Please find every line in the records below that contains the word "None", and copy it.

┌─ Supplied entries

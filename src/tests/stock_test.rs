//! Tests for the stock view's search policies and display helpers

use crate::api::{ApiError, PricePoint, StockOverview};
use crate::stock::*;

fn overview(ticker: &str, name: &str, price: f64) -> StockOverview {
    StockOverview {
        name: Some(name.to_string()),
        ticker: ticker.to_string(),
        price: Some(price),
        ..Default::default()
    }
}

fn year_of_history() -> Vec<PricePoint> {
    (0..252)
        .map(|i| PricePoint {
            date: format!("2024-{:02}-{:02}", (i / 21) % 12 + 1, i % 21 + 1),
            open: None,
            high: None,
            low: None,
            close: 150.0 + (i as f64) * 0.1,
            volume: None,
        })
        .collect()
}

// ============================================================================
// FAIL-TOGETHER PAIR
// ============================================================================

#[test]
fn test_search_outcome_both_succeed() {
    let result = search_outcome(
        Ok(overview("AAPL", "Apple Inc.", 190.0)),
        Ok(year_of_history()),
    );

    let (overview, history) = result.unwrap();
    assert_eq!(overview.headline(), "Apple Inc. (AAPL)");
    assert_eq!(format_price(overview.price), "$190.00");
    assert_eq!(history.len(), 252);
}

#[test]
fn test_search_outcome_overview_failure_discards_history() {
    let result = search_outcome(
        Err(ApiError::Server(404, "Stock not found".to_string())),
        Ok(year_of_history()),
    );

    assert_eq!(result.unwrap_err(), SEARCH_FAILED_MESSAGE);
}

#[test]
fn test_search_outcome_history_failure_discards_overview() {
    let result = search_outcome(
        Ok(overview("AAPL", "Apple Inc.", 190.0)),
        Err(ApiError::Network("timed out".to_string())),
    );

    assert_eq!(result.unwrap_err(), SEARCH_FAILED_MESSAGE);
}

#[test]
fn test_search_outcome_both_fail_single_message() {
    let result = search_outcome(
        Err(ApiError::Network("refused".to_string())),
        Err(ApiError::Network("refused".to_string())),
    );

    // One generic banner regardless of how many requests failed
    assert_eq!(result.unwrap_err(), SEARCH_FAILED_MESSAGE);
}

// ============================================================================
// INPUT NORMALIZATION + FORMATTING
// ============================================================================

#[test]
fn test_normalize_ticker() {
    assert_eq!(normalize_ticker(" aapl "), "AAPL");
    assert_eq!(normalize_ticker("brk.b"), "BRK.B");
    assert_eq!(normalize_ticker(""), "");
    assert_eq!(normalize_ticker("  "), "");
}

#[test]
fn test_format_price() {
    assert_eq!(format_price(Some(190.0)), "$190.00");
    assert_eq!(format_price(Some(0.5)), "$0.50");
    assert_eq!(format_price(None), "—");
}

// ============================================================================
// TABS + STATEMENTS
// ============================================================================

#[test]
fn test_stock_tab_defaults_to_overview() {
    assert_eq!(StockTab::default(), StockTab::Overview);
    assert_eq!(StockTab::all().len(), 3);
}

#[test]
fn test_statement_paths_match_backend_segments() {
    assert_eq!(StatementType::Income.path(), "income");
    assert_eq!(StatementType::BalanceSheet.path(), "balance_sheet");
    assert_eq!(StatementType::CashFlow.path(), "cash_flow");
}

#[test]
fn test_statement_default_is_income() {
    // The search-time financials fetch uses the default statement
    assert_eq!(StatementType::default(), StatementType::Income);
    assert!(StatementType::Income.key_metrics().contains(&"Total Revenue"));
    assert!(StatementType::Income.key_metrics().contains(&"Net Income"));
}

#[test]
fn test_each_statement_has_key_metrics() {
    for statement in StatementType::all() {
        assert!(!statement.key_metrics().is_empty());
    }
}

#[test]
fn test_no_financials_message_text() {
    assert_eq!(NO_FINANCIALS_MESSAGE, "No financial data available from this source.");
}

└─

▶ **Completed exercise**
            open: None,
            high: None,
            low: None,
            volume: None,
    assert_eq!(format_price(None), "—");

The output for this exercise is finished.